Poor Visibility Conditions
Shell plans to conduct 24-hour operations. PSOs will not be on duty during ongoing seismic operations during darkness, given the very limited effectiveness of visual observation at night (there will be no periods of darkness in the survey area until mid-August). The provisions associated with operations at night or in periods of poor visibility include the following:
- If during foggy conditions, heavy snow or rain, or darkness (which may be encountered starting in late August), the full 180 dB exclusion zone is not visible, the airguns cannot commence a ramp-up procedure from a full shut-down.
- If one or more airguns have been operational before nightfall or before the onset of poor visibility conditions, they can remain operational throughout the night or poor visibility conditions. In this case ramp-up procedures can be initiated, even though the exclusion zone may not be visible, on the assumption that marine mammals will be alerted by the sounds from the single airgun and have moved away.
(4) Mitigation Measures for Subsistence Activities
Regulations at 50 CFR 216.104(a)(12) require IHA applicants for activities that take place in Arctic waters to provide a Plan of Cooperation (POC) or information that identifies what measures have been taken and/or will be taken to minimize adverse effects on the availability of marine mammals for subsistence purposes.
Shell has prepared a POC, which relies upon the Chukchi Sea Communication Plans to identify the measures that Shell has developed in consultation with North Slope subsistence communities and will implement during its planned 2013 activities to minimize any adverse effects on the availability of marine mammals for subsistence uses. In addition, the POC provides detailed Shell's communications and consultations with local subsistence communities concerning its planned 2013 program, potential conflicts with subsistence activities, and means of resolving any such conflicts.
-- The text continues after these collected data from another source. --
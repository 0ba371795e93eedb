use session_core::{ComprehensionStatus, Error, SessionIdentity};
use serde::{Deserialize, Serialize};

/// Kind of an SDP blob
#[derive(Debug, Clone, Copy, PartialEq, Eq, Serialize, Deserialize)]
#[serde(rename_all = "lowercase")]
pub enum SdpKind {
    Offer,
    Answer,
}

/// Session description exchanged during negotiation
#[derive(Debug, Clone, PartialEq, Eq, Serialize, Deserialize)]
pub struct SessionDescription {
    pub kind: SdpKind,
    pub sdp: String,
}

impl SessionDescription {
    pub fn offer(sdp: impl Into<String>) -> Self {
        Self {
            kind: SdpKind::Offer,
            sdp: sdp.into(),
        }
    }

    pub fn answer(sdp: impl Into<String>) -> Self {
        Self {
            kind: SdpKind::Answer,
            sdp: sdp.into(),
        }
    }
}

/// Trickled ICE candidate
#[derive(Debug, Clone, PartialEq, Eq, Serialize, Deserialize)]
pub struct IceCandidate {
    pub candidate: String,
    #[serde(default)]
    pub sdp_mid: Option<String>,
    #[serde(default)]
    pub sdp_mline_index: Option<u16>,
}

/// Negotiation payloads carried by a signal envelope
#[derive(Debug, Clone, PartialEq, Eq, Serialize, Deserialize)]
#[serde(tag = "type", rename_all = "kebab-case")]
pub enum SignalPayload {
    /// SDP offer
    Offer { sdp: String },
    /// SDP answer
    Answer { sdp: String },
    /// Trickled ICE candidate
    IceCandidate { candidate: IceCandidate },
}

impl SignalPayload {
    pub fn name(&self) -> &'static str {
        match self {
            SignalPayload::Offer { .. } => "offer",
            SignalPayload::Answer { .. } => "answer",
            SignalPayload::IceCandidate { .. } => "ice-candidate",
        }
    }
}

/// Unicast negotiation message between two identities
#[derive(Debug, Clone, PartialEq, Eq, Serialize, Deserialize)]
pub struct SignalEnvelope {
    pub from: SessionIdentity,
    pub to: SessionIdentity,
    pub payload: SignalPayload,
}

/// Mutations of the replicated session state
#[derive(Debug, Clone, PartialEq, Eq, Serialize, Deserialize)]
#[serde(tag = "type", rename_all = "kebab-case")]
pub enum StateEvent {
    SpotlightChanged {
        identity: SessionIdentity,
    },
    /// `None` hands the whiteboard back to the teacher
    WhiteboardControllerChanged {
        identity: Option<SessionIdentity>,
    },
    HandRaiseChanged {
        identity: SessionIdentity,
        raised: bool,
    },
    ComprehensionChanged {
        identity: SessionIdentity,
        status: ComprehensionStatus,
    },
    TimerStarted {
        remaining_seconds: u32,
    },
    TimerPaused {
        remaining_seconds: u32,
    },
    TimerReset {
        remaining_seconds: u32,
    },
    TimerTick {
        remaining_seconds: u32,
    },
    SessionEnded {
        reason: Option<String>,
    },
}

impl StateEvent {
    /// Event name as it appears on the wire
    pub fn name(&self) -> &'static str {
        match self {
            StateEvent::SpotlightChanged { .. } => "spotlight-changed",
            StateEvent::WhiteboardControllerChanged { .. } => "whiteboard-controller-changed",
            StateEvent::HandRaiseChanged { .. } => "hand-raise-changed",
            StateEvent::ComprehensionChanged { .. } => "comprehension-changed",
            StateEvent::TimerStarted { .. } => "timer-started",
            StateEvent::TimerPaused { .. } => "timer-paused",
            StateEvent::TimerReset { .. } => "timer-reset",
            StateEvent::TimerTick { .. } => "timer-tick",
            StateEvent::SessionEnded { .. } => "session-ended",
        }
    }

    /// Whether only the teacher may emit this event
    pub fn is_teacher_only(&self) -> bool {
        !matches!(
            self,
            StateEvent::HandRaiseChanged { .. } | StateEvent::ComprehensionChanged { .. }
        )
    }
}

/// A state event together with its author
#[derive(Debug, Clone, PartialEq, Eq, Serialize, Deserialize)]
pub struct StateBroadcast {
    pub from: SessionIdentity,
    pub event: StateEvent,
}

/// Everything that travels over the relay
#[derive(Debug, Clone, PartialEq, Eq, Serialize, Deserialize)]
#[serde(tag = "channel", content = "body", rename_all = "kebab-case")]
pub enum RelayFrame {
    Signal(SignalEnvelope),
    State(StateBroadcast),
}

/// Encode a frame as JSON text
pub fn encode(frame: &RelayFrame) -> Result<String, Error> {
    serde_json::to_string(frame)
        .map_err(|e| Error::MalformedPayload(format!("Failed to encode frame: {}", e)))
}

/// Decode JSON text into a frame.
///
/// Unknown `type`/`channel` tags and missing fields are rejected rather than
/// coerced.
pub fn decode(text: &str) -> Result<RelayFrame, Error> {
    serde_json::from_str(text)
        .map_err(|e| Error::MalformedPayload(format!("Failed to decode frame: {}", e)))
}

#[cfg(test)]
mod tests {
    use super::*;

    #[test]
    fn state_event_uses_kebab_case_names() {
        let frame = RelayFrame::State(StateBroadcast {
            from: "t".into(),
            event: StateEvent::WhiteboardControllerChanged { identity: None },
        });
        let text = encode(&frame).unwrap();
        assert!(text.contains("\"type\":\"whiteboard-controller-changed\""));
        assert!(text.contains("\"channel\":\"state\""));
        assert_eq!(decode(&text).unwrap(), frame);
    }

    #[test]
    fn wire_names_match_event_names() {
        let events = vec![
            StateEvent::SpotlightChanged { identity: "a".into() },
            StateEvent::HandRaiseChanged {
                identity: "a".into(),
                raised: true,
            },
            StateEvent::ComprehensionChanged {
                identity: "a".into(),
                status: ComprehensionStatus::Unsure,
            },
            StateEvent::TimerStarted { remaining_seconds: 1 },
            StateEvent::TimerPaused { remaining_seconds: 1 },
            StateEvent::TimerReset { remaining_seconds: 1 },
            StateEvent::TimerTick { remaining_seconds: 1 },
            StateEvent::SessionEnded { reason: None },
        ];
        for event in events {
            let value = serde_json::to_value(&event).unwrap();
            assert_eq!(value["type"], event.name());
        }
    }

    #[test]
    fn signal_payload_is_tagged() {
        let text = r#"{"channel":"signal","body":{"from":"a","to":"b","payload":{"type":"ice-candidate","candidate":{"candidate":"candidate:1"}}}}"#;
        match decode(text).unwrap() {
            RelayFrame::Signal(envelope) => {
                assert_eq!(envelope.from.as_str(), "a");
                assert_eq!(
                    envelope.payload,
                    SignalPayload::IceCandidate {
                        candidate: IceCandidate {
                            candidate: "candidate:1".to_string(),
                            sdp_mid: None,
                            sdp_mline_index: None,
                        }
                    }
                );
            }
            other => panic!("Expected signal frame, got {:?}", other),
        }
    }

    #[test]
    fn unknown_type_is_rejected() {
        let text = r#"{"channel":"signal","body":{"from":"a","to":"b","payload":{"type":"renegotiate","sdp":"x"}}}"#;
        assert!(matches!(decode(text), Err(Error::MalformedPayload(_))));

        let text = r#"{"channel":"state","body":{"from":"a","event":{"type":"confetti"}}}"#;
        assert!(matches!(decode(text), Err(Error::MalformedPayload(_))));
    }

    #[test]
    fn missing_fields_are_rejected() {
        let text = r#"{"channel":"signal","body":{"from":"a","payload":{"type":"offer","sdp":"x"}}}"#;
        assert!(decode(text).is_err());
        assert!(decode("not json").is_err());
    }

    #[test]
    fn teacher_only_classification() {
        assert!(StateEvent::TimerTick { remaining_seconds: 3 }.is_teacher_only());
        assert!(!StateEvent::HandRaiseChanged {
            identity: "a".into(),
            raised: false
        }
        .is_teacher_only());
    }
}
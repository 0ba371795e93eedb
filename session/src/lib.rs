//! Session orchestration for one classroom client
//!
//! The [`ReconciliationController`] joins a session, keeps one PeerLink per
//! present participant and mirrors the replicated classroom state kept by
//! [`SessionStateStore`].

pub mod collaborators;
pub mod commands;
pub mod controller;
pub mod state;

pub use collaborators::{
    Credentials, DeviceMediaSource, MediaSource, MemoryPersistence, PersistenceLayer,
    SessionRecord,
};
pub use commands::ControllerCommand;
pub use controller::{Collaborators, ControllerConfig, ExitReason, ReconciliationController};
pub use state::SessionStateStore;
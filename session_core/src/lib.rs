use serde::{Deserialize, Serialize};
use std::collections::{BTreeMap, BTreeSet};
use thiserror::Error;
use uuid::Uuid;

/// Stable opaque name of a participant for the duration of a session.
///
/// Ordering is byte-wise on the underlying string; the negotiation role of a
/// pair of identities is derived from it.
#[derive(Debug, Clone, PartialEq, Eq, Hash, PartialOrd, Ord, Serialize, Deserialize)]
#[serde(transparent)]
pub struct SessionIdentity(String);

impl SessionIdentity {
    pub fn new(id: impl Into<String>) -> Self {
        Self(id.into())
    }

    pub fn as_str(&self) -> &str {
        &self.0
    }
}

impl std::fmt::Display for SessionIdentity {
    fn fmt(&self, f: &mut std::fmt::Formatter<'_>) -> std::fmt::Result {
        write!(f, "{}", self.0)
    }
}

impl From<&str> for SessionIdentity {
    fn from(id: &str) -> Self {
        Self::new(id)
    }
}

/// Identifier of a live session (the scope of a relay channel).
#[derive(Debug, Clone, PartialEq, Eq, Hash, PartialOrd, Ord, Serialize, Deserialize)]
#[serde(transparent)]
pub struct SessionId(String);

impl SessionId {
    pub fn new(id: impl Into<String>) -> Self {
        Self(id.into())
    }

    /// Create a random session ID
    pub fn generate() -> Self {
        Self(Uuid::new_v4().to_string())
    }

    pub fn as_str(&self) -> &str {
        &self.0
    }
}

impl std::fmt::Display for SessionId {
    fn fmt(&self, f: &mut std::fmt::Formatter<'_>) -> std::fmt::Result {
        write!(f, "{}", self.0)
    }
}

/// Role claim issued by the authentication provider.
#[derive(Debug, Clone, Copy, PartialEq, Eq, Serialize, Deserialize)]
#[serde(rename_all = "lowercase")]
pub enum Role {
    Teacher,
    Student,
}

/// A present participant as announced through the presence channel.
#[derive(Debug, Clone, PartialEq, Eq, Serialize, Deserialize)]
pub struct Participant {
    pub identity: SessionIdentity,
    pub display_name: String,
}

impl Participant {
    pub fn new(identity: impl Into<SessionIdentity>, display_name: impl Into<String>) -> Self {
        Self {
            identity: identity.into(),
            display_name: display_name.into(),
        }
    }
}

/// Self-reported understanding signal.
#[derive(Debug, Clone, Copy, PartialEq, Eq, Serialize, Deserialize)]
#[serde(rename_all = "kebab-case")]
pub enum ComprehensionStatus {
    Understood,
    Unsure,
    Lost,
}

/// Kind of a media track.
#[derive(Debug, Clone, Copy, PartialEq, Eq, Hash, Serialize, Deserialize)]
#[serde(rename_all = "lowercase")]
pub enum MediaKind {
    Audio,
    Video,
}

impl std::fmt::Display for MediaKind {
    fn fmt(&self, f: &mut std::fmt::Formatter<'_>) -> std::fmt::Result {
        match self {
            MediaKind::Audio => write!(f, "audio"),
            MediaKind::Video => write!(f, "video"),
        }
    }
}

/// Lifecycle of a PeerLink. `Closed` is terminal.
#[derive(Debug, Clone, Copy, PartialEq, Eq, Serialize, Deserialize)]
pub enum LinkState {
    New,
    Negotiating,
    Connected,
    Closed,
}

/// Countdown shared by every client.
#[derive(Debug, Clone, Copy, Default, PartialEq, Eq, Serialize, Deserialize)]
pub struct TimerState {
    pub remaining_seconds: u32,
    pub running: bool,
}

/// Replicated ephemeral record of a session.
#[derive(Debug, Clone, PartialEq, Eq, Serialize, Deserialize)]
pub struct SessionState {
    pub spotlighted: SessionIdentity,
    pub whiteboard_controller: SessionIdentity,
    pub raised_hands: BTreeSet<SessionIdentity>,
    pub comprehension: BTreeMap<SessionIdentity, ComprehensionStatus>,
    pub timer: TimerState,
}

impl SessionState {
    /// Initial state: the teacher holds both the spotlight and the whiteboard.
    pub fn new(teacher: SessionIdentity) -> Self {
        Self {
            spotlighted: teacher.clone(),
            whiteboard_controller: teacher,
            raised_hands: BTreeSet::new(),
            comprehension: BTreeMap::new(),
            timer: TimerState::default(),
        }
    }
}

/// Unified error type for the workspace.
#[derive(Error, Debug)]
pub enum Error {
    #[error("I/O error: {0}")]
    Io(#[from] std::io::Error),

    #[error("Configuration error: {0}")]
    Config(String),

    #[error("Media permission denied: {0}")]
    PermissionDenied(String),

    #[error("Transport failure: {0}")]
    TransportFailure(String),

    #[error("Stale signal from {0}")]
    StaleSignal(SessionIdentity),

    #[error("Unauthorized state write by {identity}: {action}")]
    UnauthorizedStateWrite {
        identity: SessionIdentity,
        action: String,
    },

    #[error("Malformed payload: {0}")]
    MalformedPayload(String),

    #[error("Negotiation error: {0}")]
    Negotiation(String),

    #[error("Session {0} has ended")]
    SessionEnded(SessionId),

    #[error("Resource not found: {0}")]
    NotFound(String),

    #[error("Invalid state: {0}")]
    InvalidState(String),

    #[error(transparent)]
    Other(#[from] anyhow::Error),
}

pub mod events;

pub use events::{MediaPermission, NoticeLevel, SessionEvent, SessionSnapshot};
The POC is the result of numerous meetings and consultations between Shell, affected subsistence communities and stakeholders, and federal agencies. The POC identifies and documents potential conflicts and associated measures that will be taken to minimize any adverse effects on the availability of marine mammals for subsistence use. Outcomes of POC meetings are typically included in updates attached to the POC as addenda and distributed to federal, state, and local agencies as well as local stakeholder groups that either adjudicate or influence mitigation approaches for Shell's open-water programs.
Meetings for Shell's 2013 drilling and open-water marine surveys programs in the Beaufort and Chukchi Seas occurred in Kaktovik, Nuiqsut Barrow, Wainwright, and Point Lay, during October of 2012. Shell met with the marine mammal commissions and committees including the Alaska Eskimo Whaling Commission (AEWC), Eskimo Walrus Commission (EWC), Alaska Beluga Whale Committee (ABWC), Alaska Ice Seal Committee (AISC), and the Alaska Nanuuq Commission (ANC) on December 17 and 18, 2012 in a co-management meeting. In March 2013, Shell revised its 2013 program to suspend plans for drilling, delete the proposed geotechnical program entirely, and remove survey activities from the Beaufort Sea. As a result, Shell has revised the proposed open-water marine surveys program for 2013, thereby necessitating the additional community meetings that were held this spring in Chukchi Sea villages to present changes to the 2013 season. Shell conducted these POC meetings in Chukchi Sea villages May 20-29, 2013. Shell submitted a final POC to NMFS on June 17, 2013.
Following the 2013 season, Shell intends to have a post-season co-management meeting with the commissioners and committee heads to discuss results of mitigation measures and outcomes of the preceding season. The goal of the post-season meeting is to build upon the knowledge base, discuss successful or unsuccessful outcomes of mitigation measures, and possibly refine plans or mitigation measures if necessary.
In addition, Shell signed the 2013 Conflict Avoidance Agreement (CAA) with the Alaska subsistence whaling communities to ensure no unmitigable impacts to subsistence whaling from its proposed open-water marine survey activities in the Chukchi Sea.
NMFS has carefully evaluated these mitigation measures and considered a range of other measures in the context of ensuring that NMFS prescribes the means of effecting the least practicable impact on the affected marine mammal species and stocks and their habitat. Our evaluation of potential measures included consideration of the following factors in relation to one another:
- The manner in which, and the degree to which, the successful implementation of the measure is expected to minimize adverse impacts to marine mammals;
- The proven or likely efficacy of the specific measure to minimize adverse impacts as planned; and
- the practicability of the measure for applicant implementation.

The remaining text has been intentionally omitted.